By Gustavo Palencia
TEGUCIGALPA (Reuters) - Honduras' electoral authority said on Monday it would review polling booth tallies from last month's presidential election after the second-place leftist candidate called the result fraudulent.
The authority said it would go over the vote tallies of more than 16,000 polling booths, but it stopped short of announcing a full vote recount that runner-up Xiomara Castro, the wife of ousted former leader Manuel Zelaya, had called for.
The ruling National Party's Juan Hernandez, who is head of Congress, won last week's election with 36.8 percent of the votes, according to the country's election tribunal. He has vowed to curb the drug violence that has given Honduras the world's highest murder rate.
Castro ran as the candidate of the Liberty and Refoundation Party (LIBRE) - a coalition of leftist politicians, unions and indigenous groups founded by her husband. She came second with 28.79 percent of the vote.
Castro and Zelaya have refused to recognize the vote, which has been given the all clear by delegations from the European Union and the Organization of American States, calling it fraudulent and demanding a recount.
On Monday, the election tribunal, which LIBRE has accused of pro-Hernandez bias, said it would publicly recount the 16,135 vote tallies from more than 5,000 voting stations nationwide following a petition from the leftist party.
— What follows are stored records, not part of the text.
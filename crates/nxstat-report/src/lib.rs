//! nxstat-report — fixed-width text rendering of a [`Snapshot`].
//!
//! The layout follows the classic three-table report: repository breakdown,
//! package format summary with percentages, and the busiest clients per
//! format, optionally followed by input diagnostics.

pub mod format;

use nxstat_core::{IngestSummary, Snapshot};

use crate::format::{percent, thousands};

const HEAVY_RULE: &str = "============================================================";
const LIGHT_RULE: &str = "------------------------------------------------------------";
const SPAN_FORMAT: &str = "%Y-%m-%d %H:%M:%S %z";

/// Which sections to render and how many clients to rank.
#[derive(Debug, Clone, Copy, PartialEq, Eq)]
pub struct ReportOptions {
    pub top_clients: usize,
    pub show_repositories: bool,
    pub show_summary: bool,
}

impl Default for ReportOptions {
    fn default() -> Self {
        Self {
            top_clients: nxstat_core::aggregator::DEFAULT_TOP_CLIENTS,
            show_repositories: true,
            show_summary: true,
        }
    }
}

impl From<&nxstat_core::config::ReportConfig> for ReportOptions {
    fn from(config: &nxstat_core::config::ReportConfig) -> Self {
        Self {
            top_clients: config.top_clients,
            show_repositories: config.show_repositories,
            show_summary: config.show_summary,
        }
    }
}

/// Render the full report. `summary` feeds the optional INPUT SUMMARY footer.
///
/// The snapshot should have been taken with the same `top_clients` value;
/// extra ranked clients are cut, missing ones cannot be invented.
pub fn render(snapshot: &Snapshot, summary: Option<&IngestSummary>, options: &ReportOptions) -> String {
    let mut out = Vec::new();
    if options.show_repositories {
        repositories(&mut out, snapshot);
    }
    formats(&mut out, snapshot);
    top_clients(&mut out, snapshot, options.top_clients);
    if let (true, Some(summary)) = (options.show_summary, summary) {
        input_summary(&mut out, snapshot, summary);
    }
    let mut text = out.join("\n");
    text.push('\n');
    text
}

fn heading(out: &mut Vec<String>, title: &str) {
    out.push(HEAVY_RULE.to_string());
    out.push(title.to_string());
    out.push(HEAVY_RULE.to_string());
}

/// REPOSITORY ACCESS BREAKDOWN.
pub fn repositories(out: &mut Vec<String>, snapshot: &Snapshot) {
    heading(out, "REPOSITORY ACCESS BREAKDOWN");
    out.push(format!("{:>10} | Repository", "Requests"));
    out.push(LIGHT_RULE.to_string());
    for repo in &snapshot.repositories {
        out.push(format!("{:>10} | {}", thousands(repo.requests), repo.name));
    }
    let unattributed = snapshot.unattributed();
    if unattributed > 0 {
        out.push(format!("{:>10} | (no repository)", thousands(unattributed)));
    }
    out.push(LIGHT_RULE.to_string());
    out.push(format!("{:>10} | TOTAL", thousands(snapshot.total)));
    out.push(String::new());
}

/// PACKAGE FORMAT SUMMARY.
pub fn formats(out: &mut Vec<String>, snapshot: &Snapshot) {
    heading(out, "PACKAGE FORMAT SUMMARY");
    out.push(format!("{:>10} | {:>10} | Format", "Requests", "Percentage"));
    out.push(LIGHT_RULE.to_string());
    for format in &snapshot.formats {
        out.push(format!(
            "{:>10} | {} | {}",
            thousands(format.requests),
            percent(format.percentage),
            format.name
        ));
    }
    out.push(LIGHT_RULE.to_string());
    let total_pct = if snapshot.is_empty() { 0.0 } else { 100.0 };
    out.push(format!(
        "{:>10} | {} | TOTAL",
        thousands(snapshot.total),
        percent(total_pct)
    ));
    out.push(String::new());
}

/// TOP N CLIENTS PER PACKAGE FORMAT.
pub fn top_clients(out: &mut Vec<String>, snapshot: &Snapshot, top: usize) {
    heading(out, &format!("TOP {top} CLIENTS PER PACKAGE FORMAT"));
    for format in snapshot.formats.iter().filter(|f| f.requests > 0) {
        out.push(String::new());
        out.push(format!("{}:", format.name));
        out.push(format!("  Rank | {:>10} | Client", "Requests"));
        out.push(format!("  {} | {} | {}", "-".repeat(4), "-".repeat(10), "-".repeat(18)));
        for (rank, client) in format.top_clients.iter().take(top).enumerate() {
            out.push(format!(
                "{:>6} | {:>10} | {}",
                rank + 1,
                thousands(client.requests),
                client.client
            ));
        }
    }
    out.push(String::new());
}

/// INPUT SUMMARY footer.
pub fn input_summary(out: &mut Vec<String>, snapshot: &Snapshot, summary: &IngestSummary) {
    heading(out, "INPUT SUMMARY");
    for (label, value) in [
        ("Lines read", summary.lines),
        ("Recorded", summary.recorded),
        ("Ignored", summary.ignored),
        ("Malformed", summary.malformed),
        ("Undecodable", summary.undecodable),
    ] {
        out.push(format!("{:<12} {:>10}", format!("{label}:"), thousands(value)));
    }
    if let Some(span) = snapshot.span {
        out.push(format!(
            "{:<12} {} .. {}",
            "Period:",
            span.first.format(SPAN_FORMAT),
            span.last.format(SPAN_FORMAT)
        ));
    }
    out.push(String::new());
}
"We're going to fulfill LIBRE's petition. We're going to go through each tally, as they've asked. We're going to do it publicly, we're just ironing out the details of how it's going to be done," said election tribunal president David Matamoros.
He gave no timetable for the inspection.
Matamoros asked Castro and Zelaya to support the tribunal's findings if they were still to show a Hernandez victory.
"If Xiomara wins, let the tribunal then show that and grant her her victory," Zelaya said in response.
Thousands of LIBRE supporters peacefully took to the streets of Honduras' capital Tegucigalpa on Sunday to protest the election result. Analysts said the fact the march was peaceful boded well for Honduras' short-term political stability.
LIBRE, which won 39 seats in Honduras' 128-seat Congress, has said it will keep protesting, without giving details of new marches, and Zelaya has said he is willing to go the country's top court to get the vote annulled.
Speaking after the tribunal announced the vote tally review, Castro sounded a note of caution.
"Let's hope, for the peace and tranquility of our country, this (recount) happens and there is a possibility of gaining the confidence we need in the election results," she said.